AUTHOR=Wang Rui , Zhao He , Xu Zhengwei , Ding Yaming , Li Guowei , Zhang Yuxin , Li Hua TITLE=Real-time vehicle target detection in inclement weather conditions based on YOLOv4 JOURNAL=Frontiers in Neurorobotics VOLUME=17 YEAR=2023 URL=https://www.frontiersin.org/journals/neurorobotics/articles/10.3389/fnbot.2023.1058723 DOI=10.3389/fnbot.2023.1058723 ISSN=1662-5218 ABSTRACT=

As a crucial component of the autonomous driving task, the vehicle target detection algorithm directly impacts driving safety, particularly in inclement weather situations, where the detection precision and speed are significantly decreased. This paper investigated the You Only Look Once (YOLO) algorithm and proposed an enhanced YOLOv4 for real-time target detection in inclement weather conditions. The algorithm uses the Anchor-free approach to tackle the problem of YOLO preset anchor frame and poor fit. It better adapts to the detected target size, making it suitable for multi-scale target identification.
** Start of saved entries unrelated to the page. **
//! Per-demo parameter records written by the controls and read once per frame.
//!
//! Handlers receive the raw string the browser gives them. A value that does not
//! parse leaves the record untouched and the error is handed back so the caller
//! can log it.

use crate::color::{parse_hex_color, Rgba, WHITE};
use crate::error::InputError;

/// Parse a range slider value. Mirrors `parseFloat` closely enough for
/// `<input type="range">`, but refuses NaN and infinities.
pub fn parse_slider_value(raw: &str) -> Result<f32, InputError> {
    raw.trim()
        .parse::<f32>()
        .ok()
        .filter(|v| v.is_finite())
        .ok_or_else(|| InputError::NotANumber(raw.to_string()))
}

#[derive(Debug, Clone, Copy, PartialEq)]
pub struct CatParams {
    /// Radians per second about the vertical axis.
    pub rotation_speed: f32,
    pub camera_distance: f32,
    pub color: Rgba,
}

impl Default for CatParams {
    fn default() -> Self {
        Self {
            rotation_speed: 1.0,
            camera_distance: 6.0,
            color: [0.2, 0.2, 0.2, 1.0],
        }
    }
}

impl CatParams {
    pub fn set_rotation_speed(&mut self, raw: &str) -> Result<(), InputError> {
        self.rotation_speed = parse_slider_value(raw)?;
        Ok(())
    }

    pub fn set_camera_distance(&mut self, raw: &str) -> Result<(), InputError> {
        self.camera_distance = parse_slider_value(raw)?;
        Ok(())
    }

    pub fn set_color(&mut self, raw: &str) -> Result<(), InputError> {
        self.color = parse_hex_color(raw)?;
        Ok(())
    }
}

#[derive(Debug, Clone, Copy, PartialEq)]
pub struct TriangleParams {
    /// Uniform XY scale.
    pub scale: f32,
    pub rotation_speed: f32,
    pub background: Rgba,
}

impl Default for TriangleParams {
    fn default() -> Self {
        Self {
            scale: 1.0,
            rotation_speed: 0.0,
            background: WHITE,
        }
    }
}

impl TriangleParams {
    pub fn set_scale(&mut self, raw: &str) -> Result<(), InputError> {
        self.scale = parse_slider_value(raw)?;
        Ok(())
    }

    pub fn set_rotation_speed(&mut self, raw: &str) -> Result<(), InputError> {
        self.rotation_speed = parse_slider_value(raw)?;
        Ok(())
    }

    pub fn set_background(&mut self, raw: &str) -> Result<(), InputError> {
        self.background = parse_hex_color(raw)?;
        Ok(())
    }
}
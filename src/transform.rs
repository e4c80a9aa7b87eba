//! Matrices rebuilt every frame from the current parameters.

use glam::{Mat4, Vec3};

pub const FIELD_OF_VIEW_DEGREES: f32 = 45.0;
pub const Z_NEAR: f32 = 0.1;
pub const Z_FAR: f32 = 100.0;
/// Height of the cat demo's eye above the ground plane.
pub const EYE_HEIGHT: f32 = 1.5;

/// Width over height, falling back to square while the canvas has no layout yet.
pub fn aspect_ratio(width: f64, height: f64) -> f32 {
    if height > 0.0 && width > 0.0 {
        (width / height) as f32
    } else {
        1.0
    }
}

/// Perspective projection with GL clip-space depth (-1..1).
pub fn projection(aspect: f32) -> Mat4 {
    Mat4::perspective_rh_gl(FIELD_OF_VIEW_DEGREES.to_radians(), aspect, Z_NEAR, Z_FAR)
}

/// Camera on the +Z axis at `distance`, raised by [`EYE_HEIGHT`], looking at the origin.
pub fn view(distance: f32) -> Mat4 {
    Mat4::look_at_rh(Vec3::new(0.0, EYE_HEIGHT, distance), Vec3::ZERO, Vec3::Y)
}

#[derive(Debug, Clone, Copy, PartialEq, Eq)]
pub enum CatPart {
    Body,
    Head,
    FrontLeftLeg,
    BackLeftLeg,
    FrontRightLeg,
    BackRightLeg,
    Tail,
}

impl CatPart {
    /// Draw order.
    pub const ALL: [CatPart; 7] = [
        CatPart::Body,
        CatPart::Head,
        CatPart::FrontLeftLeg,
        CatPart::BackLeftLeg,
        CatPart::FrontRightLeg,
        CatPart::BackRightLeg,
        CatPart::Tail,
    ];

    /// Offset from the cat's origin, in the parent (rotated) frame.
    pub fn offset(self) -> Vec3 {
        match self {
            CatPart::Body => Vec3::ZERO,
            CatPart::Head => Vec3::new(1.0, 0.6, 0.0),
            CatPart::FrontLeftLeg => Vec3::new(0.5, -0.6, 0.2),
            CatPart::BackLeftLeg => Vec3::new(-0.5, -0.6, 0.2),
            CatPart::FrontRightLeg => Vec3::new(0.5, -0.6, -0.2),
            CatPart::BackRightLeg => Vec3::new(-0.5, -0.6, -0.2),
            CatPart::Tail => Vec3::new(-1.0, 0.4, 0.0),
        }
    }

    pub fn scale(self) -> Vec3 {
        match self {
            CatPart::Body => Vec3::new(1.5, 0.8, 0.8),
            CatPart::Head => Vec3::splat(0.7),
            CatPart::FrontLeftLeg
            | CatPart::BackLeftLeg
            | CatPart::FrontRightLeg
            | CatPart::BackRightLeg => Vec3::new(0.3, 0.5, 0.3),
            CatPart::Tail => Vec3::new(0.8, 0.2, 0.2),
        }
    }

    /// Translate then scale, relative to `parent`.
    pub fn model(self, parent: Mat4) -> Mat4 {
        parent * Mat4::from_translation(self.offset()) * Mat4::from_scale(self.scale())
    }
}

/// Shared parent transform for every part: a spin about +Y.
pub fn cat_parent(angle: f32) -> Mat4 {
    Mat4::from_rotation_y(angle)
}

/// One MVP matrix per [`CatPart::ALL`] entry, in the same order.
pub fn cat_mvps(aspect: f32, camera_distance: f32, angle: f32) -> [Mat4; 7] {
    let view_projection = projection(aspect) * view(camera_distance);
    let parent = cat_parent(angle);
    CatPart::ALL.map(|part| view_projection * part.model(parent))
}

/// Sandbox transform: spin about Z, then scale X and Y by `scale`.
pub fn triangle_transform(angle: f32, scale: f32) -> Mat4 {
    Mat4::from_rotation_z(angle) * Mat4::from_scale(Vec3::new(scale, scale, 1.0))
}
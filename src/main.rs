//! Host-side helper: `cargo run` builds the WASM bundle into `static/pkg` and
//! serves `static/` on localhost so both demos can be opened in a browser.

use std::io;
use std::process::{Command, ExitCode, Stdio};

const PORT: &str = "8000";

fn build_wasm() -> io::Result<bool> {
    println!("Building WASM pkg …");
    let status = Command::new("wasm-pack")
        .args([
            "build",
            "--release",
            "--target",
            "web",
            "--out-dir",
            "static/pkg",
        ])
        .status();

    match status {
        Ok(st) => Ok(st.success()),
        Err(err) if err.kind() == io::ErrorKind::NotFound => {
            eprintln!("wasm-pack not found in PATH. Skipping wasm build; the site may serve stale artifacts.");
            Ok(true)
        }
        Err(err) => Err(err),
    }
}

fn serve() -> io::Result<()> {
    println!("Serving static/ at http://127.0.0.1:{PORT} (Ctrl-C to stop) …");
    let mut server = Command::new("python3")
        .args(["-m", "http.server", PORT, "--bind", "127.0.0.1", "--directory", "static"])
        .stdout(Stdio::null())
        .stderr(Stdio::inherit())
        .spawn()?;
    server.wait()?;
    Ok(())
}

fn main() -> ExitCode {
    match build_wasm() {
        Ok(true) => {}
        Ok(false) => {
            eprintln!("wasm-pack finished with errors. Ensure wasm-pack is installed (https://rustwasm.github.io/wasm-pack/).");
            return ExitCode::FAILURE;
        }
        Err(err) => {
            eprintln!("failed to run wasm-pack: {err}");
            return ExitCode::FAILURE;
        }
    }

    if let Err(err) = serve() {
        eprintln!("failed to start http server: {err}");
        return ExitCode::FAILURE;
    }
    ExitCode::SUCCESS
}
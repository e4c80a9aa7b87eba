//! Static vertex data. Uploaded once per demo and never touched again.

/// Unit cube corners, three floats each. Front face first, then back.
pub const CUBE_POSITIONS: [f32; 24] = [
    -0.5, -0.5, 0.5, //
    0.5, -0.5, 0.5, //
    0.5, 0.5, 0.5, //
    -0.5, 0.5, 0.5, //
    -0.5, -0.5, -0.5, //
    -0.5, 0.5, -0.5, //
    0.5, 0.5, -0.5, //
    0.5, -0.5, -0.5, //
];

/// Two triangles per face.
pub const CUBE_INDICES: [u16; 36] = [
    0, 1, 2, 0, 2, 3, // front
    4, 5, 6, 4, 6, 7, // back
    3, 2, 6, 3, 6, 5, // top
    4, 7, 1, 4, 1, 0, // bottom
    4, 0, 3, 4, 3, 5, // left
    1, 7, 6, 1, 6, 2, // right
];

pub const CUBE_COMPONENTS: i32 = 3;
pub const CUBE_INDEX_COUNT: i32 = CUBE_INDICES.len() as i32;

/// Sandbox triangle in clip space, centred on the Y axis.
pub const TRIANGLE_POSITIONS: [f32; 6] = [0.0, 0.5, -0.5, -0.5, 0.5, -0.5];

pub const TRIANGLE_COMPONENTS: i32 = 2;
pub const TRIANGLE_VERTEX_COUNT: i32 = TRIANGLE_POSITIONS.len() as i32 / TRIANGLE_COMPONENTS;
The improved FPN network transmits feature maps to unanchored frames to expand the model's sensory field and maximize the utilization of model feature data. Decoupled head detecting head to increase the precision of target category and location prediction. The experimental dataset BDD-IW was created by extracting specific labeled photos from the BDD100K dataset and fogging some of them to test the proposed method's practical implications in terms of detection precision and speed in Inclement weather conditions. The proposed method is compared to advanced target detection algorithms in this dataset. Experimental results indicated that the proposed method achieved a mean average precision of 60.3%, which is 5.8 percentage points higher than the original YOLOv4; the inference speed of the algorithm is enhanced by 4.5 fps compared to the original, reaching a real-time detection speed of 69.44 fps. The robustness test results indicated that the proposed model has considerably improved the capacity to recognize targets in inclement weather conditions and has achieved high precision in real-time detection.